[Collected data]

// SPDX-License-Identifier: BUSL-1.1
// Copyright (c) 2026 Alfred Jean LLC

//! Write-temp-then-rename JSON persistence.
//!
//! Readers observe either the prior file or the complete new file. The
//! temp file lives in a sibling temp directory on the same filesystem so
//! the final `rename` is atomic.

use crate::StorageError;
use serde::de::DeserializeOwned;
use serde::Serialize;
use std::fs;
use std::io;
use std::path::Path;

/// Prefix for sibling temp directories created during atomic writes.
const TMP_DIR_PREFIX: &str = ".plash-tmp-";

/// Create a directory and all parents. Existing directories are fine.
pub fn ensure_dir(path: &Path) -> Result<(), StorageError> {
    fs::create_dir_all(path)?;
    Ok(())
}

/// Serialize `value` as 2-space-indented JSON with a trailing newline and
/// atomically move it into place at `path`.
///
/// Refuses to replace a symlink: the data directory is authoritative and
/// a link could redirect the write outside it.
pub fn atomic_write_json<T: Serialize>(path: &Path, value: &T) -> Result<(), StorageError> {
    let parent = path.parent().ok_or_else(|| {
        StorageError::Io(io::Error::new(io::ErrorKind::InvalidInput, "path has no parent"))
    })?;
    let file_name = path.file_name().ok_or_else(|| {
        StorageError::Io(io::Error::new(io::ErrorKind::InvalidInput, "path has no file name"))
    })?;
    ensure_dir(parent)?;

    if let Ok(meta) = fs::symlink_metadata(path) {
        if meta.file_type().is_symlink() {
            return Err(StorageError::SymlinkTarget(path.to_path_buf()));
        }
    }

    let tmp_dir = tempfile::Builder::new().prefix(TMP_DIR_PREFIX).tempdir_in(parent)?;
    let tmp_path = tmp_dir.path().join(file_name);

    let mut text = serde_json::to_string_pretty(value)?;
    text.push('\n');
    fs::write(&tmp_path, text)?;
    fs::rename(&tmp_path, path)?;

    // tmp_dir removes itself on drop
    Ok(())
}

/// Read and parse a JSON file. A missing file is `Ok(None)`.
pub fn read_json<T: DeserializeOwned>(path: &Path) -> Result<Option<T>, StorageError> {
    let text = match fs::read_to_string(path) {
        Ok(text) => text,
        Err(err) if err.kind() == io::ErrorKind::NotFound => return Ok(None),
        Err(err) => return Err(err.into()),
    };
    Ok(Some(serde_json::from_str(&text)?))
}

#[cfg(test)]
#[path = "atomic_tests.rs"]
mod tests;
// SPDX-License-Identifier: BUSL-1.1
// Copyright (c) 2026 Alfred Jean LLC

//! Data-directory layout

use crate::{ensure_dir, StorageError};
use std::path::{Path, PathBuf};

/// Resolved filesystem layout under one data directory.
///
/// The owning process has exclusive use of the directory; no cross-process
/// locking is attempted.
#[derive(Debug, Clone)]
pub struct DataPaths {
    root: PathBuf,
}

impl DataPaths {
    pub fn new(root: impl Into<PathBuf>) -> Self {
        Self { root: root.into() }
    }

    pub fn root(&self) -> &Path {
        &self.root
    }

    pub fn state_file(&self) -> PathBuf {
        self.root.join("state.json")
    }

    pub fn templates_dir(&self) -> PathBuf {
        self.root.join("templates")
    }

    pub fn template_file(&self, template_id: &str) -> PathBuf {
        self.templates_dir().join(format!("{template_id}.json"))
    }

    pub fn runs_dir(&self) -> PathBuf {
        self.root.join("runs")
    }

    pub fn template_runs_dir(&self, template_id: &str) -> PathBuf {
        self.runs_dir().join(template_id)
    }

    pub fn run_file(&self, template_id: &str, file_stem: &str) -> PathBuf {
        self.template_runs_dir(template_id).join(format!("{file_stem}.json"))
    }

    pub fn rendered_dir(&self) -> PathBuf {
        self.root.join("rendered")
    }

    pub fn template_rendered_dir(&self, template_id: &str) -> PathBuf {
        self.rendered_dir().join(template_id)
    }

    pub fn rendered_latest(&self, template_id: &str) -> PathBuf {
        self.template_rendered_dir(template_id).join("latest.json")
    }

    /// Create the top-level directory skeleton.
    pub fn ensure_layout(&self) -> Result<(), StorageError> {
        ensure_dir(&self.root)?;
        ensure_dir(&self.templates_dir())?;
        ensure_dir(&self.runs_dir())?;
        ensure_dir(&self.rendered_dir())?;
        Ok(())
    }
}

#[cfg(test)]
#[path = "paths_tests.rs"]
mod tests;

» Problem
Every line of the data must appear again in the answer, exactly as written.

» Task result
// SPDX-License-Identifier: BUSL-1.1
// Copyright (c) 2026 Alfred Jean LLC

//! Write-temp-then-rename JSON persistence.
//!
//! Readers observe either the prior file or the complete new file. The
//! temp file lives in a sibling temp directory on the same filesystem so
//! the final `rename` is atomic.

use crate::StorageError;
use serde::de::DeserializeOwned;
use serde::Serialize;
use std::fs;
use std::io;
use std::path::Path;

/// Prefix for sibling temp directories created during atomic writes.
const TMP_DIR_PREFIX: &str = ".plash-tmp-";

/// Create a directory and all parents. Existing directories are fine.
pub fn ensure_dir(path: &Path) -> Result<(), StorageError> {
    fs::create_dir_all(path)?;
    Ok(())
}

/// Serialize `value` as 2-space-indented JSON with a trailing newline and
/// atomically move it into place at `path`.
///
/// Refuses to replace a symlink: the data directory is authoritative and
/// a link could redirect the write outside it.
pub fn atomic_write_json<T: Serialize>(path: &Path, value: &T) -> Result<(), StorageError> {
    let parent = path.parent().ok_or_else(|| {
        StorageError::Io(io::Error::new(io::ErrorKind::InvalidInput, "path has no parent"))
    })?;
    let file_name = path.file_name().ok_or_else(|| {
        StorageError::Io(io::Error::new(io::ErrorKind::InvalidInput, "path has no file name"))
    })?;
    ensure_dir(parent)?;

    if let Ok(meta) = fs::symlink_metadata(path) {
        if meta.file_type().is_symlink() {
            return Err(StorageError::SymlinkTarget(path.to_path_buf()));
        }
    }

    let tmp_dir = tempfile::Builder::new().prefix(TMP_DIR_PREFIX).tempdir_in(parent)?;
    let tmp_path = tmp_dir.path().join(file_name);

    let mut text = serde_json::to_string_pretty(value)?;
    text.push('\n');
    fs::write(&tmp_path, text)?;
    fs::rename(&tmp_path, path)?;

    // tmp_dir removes itself on drop
    Ok(())
}

/// Read and parse a JSON file. A missing file is `Ok(None)`.
pub fn read_json<T: DeserializeOwned>(path: &Path) -> Result<Option<T>, StorageError> {
    let text = match fs::read_to_string(path) {
        Ok(text) => text,
        Err(err) if err.kind() == io::ErrorKind::NotFound => return Ok(None),
        Err(err) => return Err(err.into()),
    };
    Ok(Some(serde_json::from_str(&text)?))
}

#[cfg(test)]
#[path = "atomic_tests.rs"]
mod tests;
// SPDX-License-Identifier: BUSL-1.1
// Copyright (c) 2026 Alfred Jean LLC

//! Data-directory layout

use crate::{ensure_dir, StorageError};
use std::path::{Path, PathBuf};

/// Resolved filesystem layout under one data directory.
///
/// The owning process has exclusive use of the directory; no cross-process
/// locking is attempted.
#[derive(Debug, Clone)]
pub struct DataPaths {
    root: PathBuf,
}

impl DataPaths {
    pub fn new(root: impl Into<PathBuf>) -> Self {
        Self { root: root.into() }
    }

    pub fn root(&self) -> &Path {
        &self.root
    }

    pub fn state_file(&self) -> PathBuf {
        self.root.join("state.json")
    }

    pub fn templates_dir(&self) -> PathBuf {
        self.root.join("templates")
    }

    pub fn template_file(&self, template_id: &str) -> PathBuf {
        self.templates_dir().join(format!("{template_id}.json"))
    }

    pub fn runs_dir(&self) -> PathBuf {
        self.root.join("runs")
    }

    pub fn template_runs_dir(&self, template_id: &str) -> PathBuf {
        self.runs_dir().join(template_id)
    }

    pub fn run_file(&self, template_id: &str, file_stem: &str) -> PathBuf {
        self.template_runs_dir(template_id).join(format!("{file_stem}.json"))
    }

    pub fn rendered_dir(&self) -> PathBuf {
        self.root.join("rendered")
    }

    pub fn template_rendered_dir(&self, template_id: &str) -> PathBuf {
        self.rendered_dir().join(template_id)
    }

    pub fn rendered_latest(&self, template_id: &str) -> PathBuf {
        self.template_rendered_dir(template_id).join("latest.json")
    }

    /// Create the top-level directory skeleton.
    pub fn ensure_layout(&self) -> Result<(), StorageError> {
        ensure_dir(&self.root)?;
        ensure_dir(&self.templates_dir())?;
        ensure_dir(&self.runs_dir())?;
        ensure_dir(&self.rendered_dir())?;
        Ok(())
    }
}

#[cfg(test)]
#[path = "paths_tests.rs"]
mod tests;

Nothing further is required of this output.